# Another Russian Translation Please



## Steve's Dad (Dec 19, 2007)

On the dial on one of my Vostoks it says this:

*СДЕПАНО В РОСИИ*

Babel translates it to this:

*[sDEPANO] IN [ROSII*

Any idea what they are talking about?

Cheers,

Ian


----------



## marillion2 (Jan 11, 2009)

Steve said:


> On the dial on one of my Vostoks it says this:
> 
> *СДЕПАНО В РОСИИ*
> 
> ...


Made in Russia?


----------



## blackandgolduk (Apr 25, 2005)

Yup, it's 'Made in Russia' - this indicates that it was made post 1990, earlier examples would be 'Made in CCCP'


----------



## Steve's Dad (Dec 19, 2007)

Thank you.


----------



## mike.s (Feb 17, 2009)

Ian, "Сделано" is spelled with an "л", not a "п" in the middle.

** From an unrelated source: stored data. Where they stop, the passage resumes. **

#![doc = r#"
Arness: a cycle-accurate core for a 1985-era 8-bit home console built around
a MOS 6502-family CPU and an NTSC picture-processing unit.

This crate is the execution pipeline only: CPU decode/execute, PPU timing,
and the cartridge/mapper fabric that remaps the CPU and PPU address spaces.
Presentation, input, audio, and save-states are host concerns layered on top
of the callbacks `Ppu` exposes.

Modules:
- `bus`: routes CPU reads/writes across work RAM, the PPU register window,
  and the cartridge; schedules the PPU/CPU clock at the 3:1 ratio.
- `cartridge`: iNES v1 loader; constructs a `Mapper` and owns PRG/CHR memory.
- `cpu`: the 6502 core (`Cpu`), its opcode dispatch table, addressing modes,
  and instruction semantics.
- `error`: `RomError` (fatal, load-time) and `BusError` (recoverable, bus
  access) taxonomies.
- `mapper`: the `Mapper` trait and the NROM (mapper 0) implementation.
- `ppu`: dot/scanline timing, palette RAM, and per-pixel/per-frame hooks.

In tests, shared iNES builders are available under `crate::test_utils`.
"#]

pub mod bus;
pub mod cartridge;
pub mod cpu;
pub mod error;
pub mod mapper;
pub mod ppu;

pub use bus::Bus;
pub use cartridge::Cartridge;
pub use cpu::Cpu;
pub use ppu::Ppu;

#[cfg(test)]
pub mod test_utils;
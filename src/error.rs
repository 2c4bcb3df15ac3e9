/*!
Error types for the emulator core.

`RomError` covers failures while parsing an iNES image (fatal at load time).
`BusError` covers unmapped CPU bus accesses surfaced through the checked
Bus accessors; the unchecked accessors used by the hot `clock()` path log
and substitute a default value instead of propagating a `Result`.
*/

use thiserror::Error;

#[derive(Debug, Error, PartialEq, Eq)]
pub enum RomError {
    #[error("rom image too small to contain an iNES header")]
    TooSmall,

    #[error("invalid iNES header magic (expected \"NES\\x1A\")")]
    BadMagic,

    #[error("NES 2.0 headers are not supported")]
    UnsupportedNes20,

    #[error("rom image truncated: missing {0}-byte trainer")]
    TruncatedTrainer(usize),

    #[error("rom image truncated: missing {0} bytes of PRG ROM")]
    TruncatedPrg(usize),

    #[error("rom image truncated: missing {0} bytes of CHR ROM")]
    TruncatedChr(usize),

    #[error("unsupported mapper id {0}; only mapper 0 (NROM) is implemented")]
    UnsupportedMapper(u16),
}

#[derive(Debug, Error, PartialEq, Eq, Clone, Copy)]
pub enum BusError {
    #[error("unmapped CPU read at ${0:04X}")]
    UnmappedRead(u16),

    #[error("unmapped CPU write at ${0:04X}")]
    UnmappedWrite(u16),
}
/*!
PPU: dot/scanline timing, palette RAM, and the CHR-backed PPU bus.

This is deliberately not a full rendering pipeline. Sprite evaluation,
background pattern fetches, and scroll registers are out of scope (§4.2);
what's modeled is the timing state machine, the palette LUT, and the
palette-RAM-backed `getColor` lookup a host needs to turn a `(palette, pixel)`
pair into an RGB triple, plus the per-dot and per-frame callback hooks a host
render loop attaches to.
*/

use crate::cartridge::Cartridge;
use std::rc::Rc;
use std::cell::RefCell;

/// Fixed 64-entry NTSC NES palette (RGB8), transcribed verbatim from the
/// reference palette table. Entries 0x0D-0x0F, 0x1D-0x1F, 0x2E-0x2F, 0x3E-0x3F
/// are black.
pub const PALETTE: [(u8, u8, u8); 64] = [
    (84, 84, 84), (0, 30, 116), (8, 16, 144), (48, 0, 136),
    (68, 0, 100), (92, 0, 48), (84, 4, 0), (60, 24, 0),
    (32, 42, 0), (8, 58, 0), (0, 64, 0), (0, 60, 0),
    (0, 50, 60), (0, 0, 0), (0, 0, 0), (0, 0, 0),
    (152, 150, 152), (8, 76, 196), (48, 50, 236), (92, 30, 228),
    (136, 20, 176), (160, 20, 100), (152, 34, 32), (120, 60, 0),
    (84, 90, 0), (40, 114, 0), (8, 124, 0), (0, 118, 40),
    (0, 102, 120), (0, 0, 0), (0, 0, 0), (0, 0, 0),
    (236, 238, 236), (76, 154, 236), (120, 124, 236), (176, 98, 236),
    (228, 84, 236), (236, 88, 180), (236, 106, 100), (212, 136, 32),
    (160, 170, 0), (116, 196, 0), (76, 208, 32), (56, 204, 108),
    (56, 180, 204), (60, 60, 60), (0, 0, 0), (0, 0, 0),
    (236, 238, 236), (168, 204, 236), (188, 188, 236), (212, 178, 236),
    (236, 174, 236), (236, 174, 212), (236, 180, 176), (228, 196, 144),
    (204, 210, 120), (180, 222, 120), (168, 226, 144), (152, 226, 180),
    (160, 214, 228), (160, 162, 160), (0, 0, 0), (0, 0, 0),
];

type PixelHook = Box<dyn FnMut(u16, i16)>;
type FrameHook = Box<dyn FnMut()>;

pub struct Ppu {
    pub cycle: u16,
    pub scanline: i16,
    pub frame_completed: bool,
    palette_ram: [u8; 32],
    cartridge: Option<Rc<RefCell<Cartridge>>>,
    on_ppu_clocked: Option<PixelHook>,
    on_frame_completed: Option<FrameHook>,
}

impl Default for Ppu {
    fn default() -> Self {
        Self::new()
    }
}

impl Ppu {
    pub fn new() -> Self {
        Self {
            cycle: 0,
            scanline: 0,
            frame_completed: false,
            palette_ram: [0; 32],
            cartridge: None,
            on_ppu_clocked: None,
            on_frame_completed: None,
        }
    }

    pub fn attach_cartridge(&mut self, cartridge: Rc<RefCell<Cartridge>>) {
        self.cartridge = Some(cartridge);
    }

    pub fn detach_cartridge(&mut self) {
        self.cartridge = None;
    }

    pub fn set_on_ppu_clocked<F: FnMut(u16, i16) + 'static>(&mut self, f: F) {
        self.on_ppu_clocked = Some(Box::new(f));
    }

    pub fn set_on_frame_completed<F: FnMut() + 'static>(&mut self, f: F) {
        self.on_frame_completed = Some(Box::new(f));
    }

    pub fn clear_hooks(&mut self) {
        self.on_ppu_clocked = None;
        self.on_frame_completed = None;
    }

    /// PPU-side bus read: masks to 14 bits, defers CHR space to the
    /// cartridge, and serves palette RAM ($3F00..=$3FFF) internally.
    pub fn read(&self, addr: u16) -> u8 {
        let addr = addr & 0x3FFF;
        if addr >= 0x3F00 {
            return self.read_palette(addr);
        }
        match &self.cartridge {
            Some(cart) => cart.borrow().ppu_read(addr).unwrap_or(0),
            None => 0,
        }
    }

    pub fn write(&mut self, addr: u16, data: u8) {
        let addr = addr & 0x3FFF;
        if addr >= 0x3F00 {
            self.write_palette(addr, data);
            return;
        }
        if let Some(cart) = &self.cartridge {
            cart.borrow_mut().ppu_write(addr, data);
        }
    }

    fn read_palette(&self, addr: u16) -> u8 {
        self.palette_ram[Self::palette_index(addr)]
    }

    fn write_palette(&mut self, addr: u16, data: u8) {
        let idx = Self::palette_index(addr);
        self.palette_ram[idx] = data;
    }

    /// Palette RAM mirrors every 32 bytes; entries 0x10/0x14/0x18/0x1C mirror
    /// the corresponding background-transparent entries at 0x00/0x04/0x08/0x0C.
    fn palette_index(addr: u16) -> usize {
        let mut idx = (addr - 0x3F00) as usize & 0x1F;
        if idx & 0x13 == 0x10 {
            idx &= !0x10;
        }
        idx
    }

    /// `getColor(palette, pixel)` per §4.2: look up the palette-RAM entry,
    /// mask to the 64-entry LUT, and resolve the RGB triple.
    pub fn get_color(&self, palette: u8, pixel: u8) -> (u8, u8, u8) {
        let addr = 0x3F00u16 + (palette as u16) * 4 + pixel as u16;
        let entry = self.read(addr) & 0x3F;
        PALETTE[entry as usize]
    }

    /// Advance one PPU dot. `cycle` runs 0..=340 then wraps and increments
    /// `scanline`; `scanline` runs -1..=260 then wraps back to -1 and latches
    /// `frame_completed`, firing `on_frame_completed` exactly once on that
    /// transition. The per-dot hook observes cycle/scanline after this dot's
    /// advance, matching the reference timing loop.
    pub fn clock(&mut self) {
        self.cycle += 1;
        if self.cycle > 340 {
            self.cycle = 0;
            self.scanline += 1;
            if self.scanline > 260 {
                self.scanline = -1;
                self.frame_completed = true;
                if let Some(hook) = self.on_frame_completed.as_mut() {
                    hook();
                }
            }
        }

        if let Some(hook) = self.on_ppu_clocked.as_mut() {
            hook(self.cycle, self.scanline);
        }
    }

    pub fn reset(&mut self) {
        self.cycle = 0;
        self.scanline = 0;
        self.frame_completed = false;
        self.palette_ram = [0; 32];
    }
}

#[cfg(test)]
mod tests {
    use super::*;

    #[test]
    fn cycle_and_scanline_stay_in_bounds() {
        let mut ppu = Ppu::new();
        for _ in 0..(342 * 262) {
            ppu.clock();
            assert!(ppu.cycle <= 340);
            assert!(ppu.scanline >= -1 && ppu.scanline <= 260);
        }
    }

    #[test]
    fn wraps_cycle_into_next_scanline() {
        let mut ppu = Ppu::new();
        ppu.cycle = 340;
        ppu.scanline = 5;
        ppu.clock();
        assert_eq!(ppu.cycle, 0);
        assert_eq!(ppu.scanline, 6);
    }

    #[test]
    fn wraps_scanline_into_next_frame_and_latches_completion() {
        let mut ppu = Ppu::new();
        ppu.cycle = 340;
        ppu.scanline = 260;
        assert!(!ppu.frame_completed);
        ppu.clock();
        assert_eq!(ppu.cycle, 0);
        assert_eq!(ppu.scanline, -1);
        assert!(ppu.frame_completed);
    }

    #[test]
    fn on_ppu_clocked_hook_fires_every_dot() {
        let mut ppu = Ppu::new();
        let count = Rc::new(RefCell::new(0u32));
        let count_clone = count.clone();
        ppu.set_on_ppu_clocked(move |_, _| *count_clone.borrow_mut() += 1);
        for _ in 0..10 {
            ppu.clock();
        }
        assert_eq!(*count.borrow(), 10);
    }

    #[test]
    fn on_frame_completed_fires_once_per_frame() {
        let mut ppu = Ppu::new();
        let count = Rc::new(RefCell::new(0u32));
        let count_clone = count.clone();
        ppu.set_on_frame_completed(move || *count_clone.borrow_mut() += 1);
        for _ in 0..(341 * 262) {
            ppu.clock();
        }
        assert_eq!(*count.borrow(), 1);
    }

    #[test]
    fn palette_ram_write_read_roundtrip() {
        let mut ppu = Ppu::new();
        ppu.write(0x3F00, 0x20);
        assert_eq!(ppu.read(0x3F00), 0x20);
    }

    #[test]
    fn palette_background_mirrors_alias() {
        let mut ppu = Ppu::new();
        ppu.write(0x3F00, 0x0F);
        assert_eq!(ppu.read(0x3F10), 0x0F);
    }

    #[test]
    fn get_color_masks_to_64_entry_table() {
        let mut ppu = Ppu::new();
        ppu.write(0x3F01, 0x3D);
        assert_eq!(ppu.get_color(0, 1), PALETTE[0x3D]);
    }

    #[test]
    fn palette_table_has_black_at_reserved_slots() {
        for idx in [0x0D, 0x0E, 0x0F, 0x1D, 0x1E, 0x1F, 0x2E, 0x2F, 0x3E, 0x3F] {
            assert_eq!(PALETTE[idx], (0, 0, 0));
        }
    }
}
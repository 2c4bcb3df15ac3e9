/*!
Processor status flag bit positions.

6502 status register bit layout:
```
Bit: 7 6 5 4 3 2 1 0
     N V U B D I Z C
```
`U` (bit 5) has no physical flip-flop on real hardware; it reads back set
whenever the status byte is reconstructed and is otherwise along for the
ride. `D` exists in the ISA but this hardware's ALU ignores it (decimal
mode is out of scope per the core's non-goals).
*/

pub const CARRY: u8 = 0b0000_0001;
pub const ZERO: u8 = 0b0000_0010;
pub const IRQ_DISABLE: u8 = 0b0000_0100;
pub const DECIMAL: u8 = 0b0000_1000;
pub const BREAK: u8 = 0b0001_0000;
pub const UNUSED: u8 = 0b0010_0000;
pub const OVERFLOW: u8 = 0b0100_0000;
pub const NEGATIVE: u8 = 0b1000_0000;

/// Named processor flags, for call sites that read better with a symbol
/// than a raw mask constant.
#[derive(Clone, Copy, PartialEq, Eq, Debug)]
pub enum Flag {
    C = CARRY as isize,
    Z = ZERO as isize,
    I = IRQ_DISABLE as isize,
    D = DECIMAL as isize,
    B = BREAK as isize,
    U = UNUSED as isize,
    V = OVERFLOW as isize,
    N = NEGATIVE as isize,
}

impl Flag {
    #[inline]
    pub const fn mask(self) -> u8 {
        self as u8
    }
}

России has two "с"s. And that's why BabbleFish could nto figure these words out.

And, as mentioned by others, it means Mаde in Russia


----------



## Steve's Dad (Dec 19, 2007)

Outstanding Mike, thanks.


----------



## dbl_ (Jan 4, 2009)

blackandgolduk said:


> ..., earlier examples would be 'Made in CCCP'


To be exact, would be 'Made in USSR', or for internal market including socialistic countries 'Sdielano v CCCP'


----------



## blackandgolduk (Apr 25, 2005)

dbl_ said:


> blackandgolduk said:
> 
> 
> > ..., earlier examples would be 'Made in CCCP'
> ...


You are right of course - those with English on the dial had USSR, I meant to say 'Made in CCCP' in Russian. I love Russki watchmaking, there are so mant possible permutations...


----------



## mel (Dec 6, 2006)

Google for "Cyrillic Alphabet" and look out for the entry with three image "pages" of cyrillics on - it's usually in the first ten somewhere. :yes:

Download, copy, paste and print these and then you'll find you can while away an hour or so when the 710 is watching "Dancing on Ice" or "Corrie" by doing a translate yourself, into RussEnglish. It's surprising how much you can do yourself using this method! 

EDIT:- should be "cyrillic alphabet images" you Google on - my mistook! Mel


----------